Fotografía de Pintura de François Gérard, Wikimedia Commons

Entre estos derechos, los británicos consiguieron el llamado «Derecho de Asiento», en virtud del cual se les autorizaba a introducir en las colonias españolas hasta 144 000 esclavos negros y también lograron con el denominado «Navío de Permiso» la posibilidad de introducir mercancías en los puertos coloniales hispanos. Ambos permisos fueron suprimidos al firmarse en 1750 el tratado de Madrid entre España y Portugal.

Un nuevo mapa europeo

Ambos tratados, Utrecht y Rastatt, dieron lugar a un nuevo dibujo entre las fronteras de Europa. “Por lo que respecta a España se produjeron notables amputaciones territoriales de las cuales dos resultaron particularmente dolorosas”, explica Calvo Poyato al hablar de la isla de Menorca y la plaza fuerte de Gibraltar, ocupada en el verano de 1704 por el almirante Rooke.
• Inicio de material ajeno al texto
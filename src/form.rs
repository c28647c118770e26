//! Recent-form signals keyed by team.

use rustc_hash::FxHashMap;
use serde::{Deserialize, Serialize};

use crate::probs;

/// Per-match performance multipliers for each team's recent outings. A value of 1.0 is
/// par; above inflates the team's scoring rate, below deflates it.
#[derive(Clone, Debug, Default, PartialEq, Serialize, Deserialize)]
#[serde(transparent)]
pub struct FormGuide {
    samples: FxHashMap<String, Vec<f64>>,
}
impl FormGuide {
    pub fn insert(&mut self, team: impl Into<String>, multipliers: Vec<f64>) {
        self.samples.insert(team.into(), multipliers);
    }

    /// Mean multiplier for the given team. An unknown team or an empty sequence yields
    /// the neutral 1.0.
    pub fn multiplier(&self, team: &str) -> f64 {
        match self.samples.get(team) {
            Some(multipliers) if !multipliers.is_empty() => probs::mean(multipliers),
            _ => 1.0,
        }
    }
}

impl<'a, const N: usize> From<[(&'a str, Vec<f64>); N]> for FormGuide {
    fn from(entries: [(&'a str, Vec<f64>); N]) -> Self {
        let mut guide = FormGuide::default();
        for (team, multipliers) in entries {
            guide.insert(team, multipliers);
        }
        guide
    }
}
“La plaza se entregó al archiduque Carlos, pero a las pocas horas los ingleses izaban su bandera en lugar de la de los Austrias”. En el artículo X del tratado de Utrecht, España renunciaba a su soberanía sobre el Peñón, “señalándose que la entrega de dicha soberanía se hacía sin jurisdicción alguna y sólo referido a la plaza de Gibraltar, su puerto, su castillo y defensas”.
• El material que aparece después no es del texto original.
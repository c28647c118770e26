//! Utilities for working with probabilities.

pub trait SliceExt {
    fn sum(&self) -> f64;

    /// Scales the elements so that they add up to `target`, returning the sum prior to scaling.
    fn normalise(&mut self, target: f64) -> f64;

    fn scale(&mut self, factor: f64);

    /// Replaces each element with its reciprocal.
    fn invert(&mut self);
}
impl SliceExt for [f64] {
    fn sum(&self) -> f64 {
        self.iter().sum()
    }

    fn normalise(&mut self, target: f64) -> f64 {
        let sum = self.sum();
        self.scale(target / sum);
        sum
    }

    fn scale(&mut self, factor: f64) {
        for element in self {
            *element *= factor;
        }
    }

    fn invert(&mut self) {
        for element in self {
            *element = 1.0 / *element;
        }
    }
}

pub fn mean(slice: &[f64]) -> f64 {
    slice.sum() / slice.len() as f64
}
Después de 300 años desde la ocupación inglesa de Gibraltar, los puntos incumplidos de lo acordado en Utrecht han sido numerosos por parte de Reino Unido “en lo concerniente al comercio fraudulento, las actividades ilícitas y la pretendida jurisdicción sobre aguas en la bahía de Algeciras”.
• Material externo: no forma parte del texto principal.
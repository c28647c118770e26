//! Value objects shared between the estimator and the calibrator.

use chrono::{DateTime, Utc};
use serde::{Deserialize, Serialize};
use strum_macros::{Display, EnumCount, EnumIter};

use crate::market::OddsTriple;
use crate::probs::SliceExt;

/// The called result of a match.
#[derive(
    Clone, Copy, Debug, Display, EnumCount, EnumIter, Hash, PartialEq, Eq, Serialize, Deserialize,
)]
pub enum Winner {
    Home,
    Draw,
    Away,
}

/// Strength ratings for the two sides on a common (Elo-style) scale.
#[derive(Clone, Copy, Debug, PartialEq, Serialize, Deserialize)]
pub struct RatingPair {
    pub home: f64,
    pub away: f64,
}
impl RatingPair {
    pub fn new(home: f64, away: f64) -> Self {
        Self { home, away }
    }

    pub fn diff(&self) -> f64 {
        self.home - self.away
    }
}

/// Expected goal counts for the two sides over the full match.
#[derive(Clone, Copy, Debug, PartialEq, Serialize, Deserialize)]
pub struct ScoringRates {
    pub home: f64,
    pub away: f64,
}
impl ScoringRates {
    /// Below this, a rate contributes a near-point mass at zero goals.
    pub const DEGENERATE_EPSILON: f64 = 1e-6;

    pub fn new(home: f64, away: f64) -> Self {
        Self { home, away }
    }

    /// Whether either rate has collapsed to (effectively) zero. The scoreline grid
    /// remains well-defined, but the caller may want to flag the forecast.
    pub fn is_degenerate(&self) -> bool {
        self.home < Self::DEGENERATE_EPSILON || self.away < Self::DEGENERATE_EPSILON
    }
}

/// Probabilities of the three match outcomes, ordered home, draw, away.
#[derive(Clone, Copy, Debug, PartialEq, Serialize, Deserialize)]
pub struct OutcomeProbs {
    pub home: f64,
    pub draw: f64,
    pub away: f64,
}
impl OutcomeProbs {
    pub fn as_array(&self) -> [f64; 3] {
        [self.home, self.draw, self.away]
    }

    pub fn sum(&self) -> f64 {
        self.home + self.draw + self.away
    }

    /// Rescales the three probabilities to sum to exactly 1.
    pub fn normalise(&mut self) {
        let mut probs = self.as_array();
        probs.normalise(1.0);
        [self.home, self.draw, self.away] = probs;
    }

    /// The outcome carrying the greatest probability. Ties resolve to the first
    /// maximum in home, draw, away order.
    pub fn winner(&self) -> Winner {
        let mut winner = Winner::Home;
        let mut highest = self.home;
        if self.draw > highest {
            winner = Winner::Draw;
            highest = self.draw;
        }
        if self.away > highest {
            winner = Winner::Away;
        }
        winner
    }
}

impl From<[f64; 3]> for OutcomeProbs {
    fn from(probs: [f64; 3]) -> Self {
        let [home, draw, away] = probs;
        Self { home, draw, away }
    }
}

/// The complete forecast for one match; the only artifact handed to callers.
///
/// Probabilities and rates are carried unrounded; rounding to two decimal places is left
/// to the presentation layer.
#[derive(Clone, Debug, PartialEq, Serialize, Deserialize)]
pub struct Prediction {
    pub home_team: String,
    pub away_team: String,
    pub winner: Winner,
    pub probs: OutcomeProbs,
    pub expected_goals: ScoringRates,
    pub odds: Option<OddsTriple>,
    pub timestamp: DateTime<Utc>,
}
Luis XIV y sus herederos (hacia 1710). De izquierda a derecha: Luis, duque de Bretaña, vestido de niña; el Gran Delfín, hijo de Luis XIV; Luis XIV, sentado; Luis, duque de Borgoña, hijo del Gran Delfín y padre del duque de Bretaña.

Fotografía de Nicolas de Largillière, Wikimedia Commons

A lo largo de los siglos, España ha intentado recuperar estos dos territorios. En el caso de Menorca, lo consiguió cuando los ingleses fueron expulsados en 1782, pero los intentos sobre Gibraltar fueron fracasos que han dado lugar a fuertes conflictos entre España y Gran Bretaña. “Varias resoluciones de la ONU señalan la necesidad de llevar a cabo el proceso de descolonización y niegan la aspiración británica a la autodeterminación de los gibraltareños”, afirma Calvo Poyato.

Por su parte, el Imperio Austriaco se quedó con el Milanesado, Nápoles, Flandes y Cerdeña. A Saboya le tocó poder expandir su frontera y la isla de Sicilia, que entregó a Austria a cambio de Cerdeña. La cesión de los demás territorios europeos que formaban parte del imperio español fue acordada entre Francia y el Imperio en Rastatt. Tal como ocurrió en Utrecht también fueron los representantes de Luis XIV quienes negociaron la entrega.

“Los tratados de Utrecht y Rastatt han hecho correr ríos de tinta, principalmente, por la situación de Gibraltar”, explica Calvo. “Mientras unos opinan que para hacer efectiva la entronización de los Borbones en España se pagó un precio demasiado alto, otros consideran que Utrecht sirvió para que la monarquía hispánica, sumida en una profunda crisis, soltara lastre y se viera liberada de unos territorios que eran fuente de numerosos problemas”.